------ The data

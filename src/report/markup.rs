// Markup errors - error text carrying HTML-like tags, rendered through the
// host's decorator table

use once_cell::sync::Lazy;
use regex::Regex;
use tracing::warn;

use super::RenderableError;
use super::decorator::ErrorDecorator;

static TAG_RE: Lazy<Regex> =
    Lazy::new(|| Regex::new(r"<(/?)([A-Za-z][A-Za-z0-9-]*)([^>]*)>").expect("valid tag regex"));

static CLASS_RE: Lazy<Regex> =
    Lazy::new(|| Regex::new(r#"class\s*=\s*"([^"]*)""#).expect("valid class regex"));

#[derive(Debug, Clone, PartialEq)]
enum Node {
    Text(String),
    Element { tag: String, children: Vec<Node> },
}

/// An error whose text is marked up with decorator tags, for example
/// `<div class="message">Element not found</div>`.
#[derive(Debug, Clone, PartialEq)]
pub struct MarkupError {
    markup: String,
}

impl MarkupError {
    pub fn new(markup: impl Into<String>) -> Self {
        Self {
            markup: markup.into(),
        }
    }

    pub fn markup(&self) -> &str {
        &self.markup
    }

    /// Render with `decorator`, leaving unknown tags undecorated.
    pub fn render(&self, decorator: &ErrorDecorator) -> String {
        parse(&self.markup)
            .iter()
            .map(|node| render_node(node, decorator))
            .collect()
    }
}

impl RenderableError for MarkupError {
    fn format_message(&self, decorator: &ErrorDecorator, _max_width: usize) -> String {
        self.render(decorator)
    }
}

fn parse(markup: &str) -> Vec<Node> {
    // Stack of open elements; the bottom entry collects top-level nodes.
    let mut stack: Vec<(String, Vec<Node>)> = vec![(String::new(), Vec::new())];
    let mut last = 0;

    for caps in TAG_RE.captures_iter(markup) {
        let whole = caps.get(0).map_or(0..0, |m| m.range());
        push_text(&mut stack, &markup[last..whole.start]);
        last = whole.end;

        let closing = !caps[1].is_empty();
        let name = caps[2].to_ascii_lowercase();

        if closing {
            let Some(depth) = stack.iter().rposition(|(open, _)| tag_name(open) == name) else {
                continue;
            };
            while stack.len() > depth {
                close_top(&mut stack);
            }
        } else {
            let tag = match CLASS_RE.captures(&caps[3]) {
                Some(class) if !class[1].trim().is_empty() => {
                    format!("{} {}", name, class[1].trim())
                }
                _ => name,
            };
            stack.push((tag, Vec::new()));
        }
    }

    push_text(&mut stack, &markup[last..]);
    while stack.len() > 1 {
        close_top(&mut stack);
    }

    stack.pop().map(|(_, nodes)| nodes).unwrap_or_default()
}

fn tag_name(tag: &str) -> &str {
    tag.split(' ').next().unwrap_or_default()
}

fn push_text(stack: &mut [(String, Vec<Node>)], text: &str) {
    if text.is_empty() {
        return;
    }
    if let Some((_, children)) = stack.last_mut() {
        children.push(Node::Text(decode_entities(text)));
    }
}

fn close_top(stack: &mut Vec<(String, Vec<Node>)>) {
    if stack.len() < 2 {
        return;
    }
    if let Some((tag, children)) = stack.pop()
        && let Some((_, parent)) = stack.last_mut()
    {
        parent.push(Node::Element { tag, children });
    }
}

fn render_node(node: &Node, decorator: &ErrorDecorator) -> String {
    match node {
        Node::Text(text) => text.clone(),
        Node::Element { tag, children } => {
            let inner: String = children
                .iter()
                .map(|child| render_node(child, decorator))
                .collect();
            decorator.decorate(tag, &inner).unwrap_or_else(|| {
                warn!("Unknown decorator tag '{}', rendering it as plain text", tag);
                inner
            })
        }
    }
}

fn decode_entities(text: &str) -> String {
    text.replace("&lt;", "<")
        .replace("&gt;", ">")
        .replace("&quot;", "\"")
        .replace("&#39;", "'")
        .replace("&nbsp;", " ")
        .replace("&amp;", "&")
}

------------

→ Your instructions: Each entry above is to be returned exactly as given.

→ Result below:
filename src/report/markup.rs
// Markup errors - error text carrying HTML-like tags, rendered through the
// host's decorator table

use once_cell::sync::Lazy;
use regex::Regex;
use tracing::warn;

use super::RenderableError;
use super::decorator::ErrorDecorator;

static TAG_RE: Lazy<Regex> =
    Lazy::new(|| Regex::new(r"<(/?)([A-Za-z][A-Za-z0-9-]*)([^>]*)>").expect("valid tag regex"));

static CLASS_RE: Lazy<Regex> =
    Lazy::new(|| Regex::new(r#"class\s*=\s*"([^"]*)""#).expect("valid class regex"));

#[derive(Debug, Clone, PartialEq)]
enum Node {
    Text(String),
    Element { tag: String, children: Vec<Node> },
}

/// An error whose text is marked up with decorator tags, for example
/// `<div class="message">Element not found</div>`.
#[derive(Debug, Clone, PartialEq)]
pub struct MarkupError {
    markup: String,
}

impl MarkupError {
    pub fn new(markup: impl Into<String>) -> Self {
        Self {
            markup: markup.into(),
        }
    }

    pub fn markup(&self) -> &str {
        &self.markup
    }

    /// Render with `decorator`, leaving unknown tags undecorated.
    pub fn render(&self, decorator: &ErrorDecorator) -> String {
        parse(&self.markup)
            .iter()
            .map(|node| render_node(node, decorator))
            .collect()
    }
}

impl RenderableError for MarkupError {
    fn format_message(&self, decorator: &ErrorDecorator, _max_width: usize) -> String {
        self.render(decorator)
    }
}

fn parse(markup: &str) -> Vec<Node> {
    // Stack of open elements; the bottom entry collects top-level nodes.
    let mut stack: Vec<(String, Vec<Node>)> = vec![(String::new(), Vec::new())];
    let mut last = 0;

    for caps in TAG_RE.captures_iter(markup) {
        let whole = caps.get(0).map_or(0..0, |m| m.range());
        push_text(&mut stack, &markup[last..whole.start]);
        last = whole.end;

        let closing = !caps[1].is_empty();
        let name = caps[2].to_ascii_lowercase();

        if closing {
            let Some(depth) = stack.iter().rposition(|(open, _)| tag_name(open) == name) else {
                continue;
            };
            while stack.len() > depth {
                close_top(&mut stack);
            }
        } else {
            let tag = match CLASS_RE.captures(&caps[3]) {
                Some(class) if !class[1].trim().is_empty() => {
                    format!("{} {}", name, class[1].trim())
                }
                _ => name,
            };
            stack.push((tag, Vec::new()));
        }
    }

    push_text(&mut stack, &markup[last..]);
    while stack.len() > 1 {
        close_top(&mut stack);
    }

    stack.pop().map(|(_, nodes)| nodes).unwrap_or_default()
}

fn tag_name(tag: &str) -> &str {
    tag.split(' ').next().unwrap_or_default()
}

fn push_text(stack: &mut [(String, Vec<Node>)], text: &str) {
    if text.is_empty() {
        return;
    }
    if let Some((_, children)) = stack.last_mut() {
        children.push(Node::Text(decode_entities(text)));
    }
}

fn close_top(stack: &mut Vec<(String, Vec<Node>)>) {
    if stack.len() < 2 {
        return;
    }
    if let Some((tag, children)) = stack.pop()
        && let Some((_, parent)) = stack.last_mut()
    {
        parent.push(Node::Element { tag, children });
    }
}

fn render_node(node: &Node, decorator: &ErrorDecorator) -> String {
    match node {
        Node::Text(text) => text.clone(),
        Node::Element { tag, children } => {
            let inner: String = children
                .iter()
                .map(|child| render_node(child, decorator))
                .collect();
            decorator.decorate(tag, &inner).unwrap_or_else(|| {
                warn!("Unknown decorator tag '{}', rendering it as plain text", tag);
                inner
            })
        }
    }
}

fn decode_entities(text: &str) -> String {
    text.replace("&lt;", "<")
        .replace("&gt;", ">")
        .replace("&quot;", "\"")
        .replace("&#39;", "'")
        .replace("&nbsp;", " ")
        .replace("&amp;", "&")
}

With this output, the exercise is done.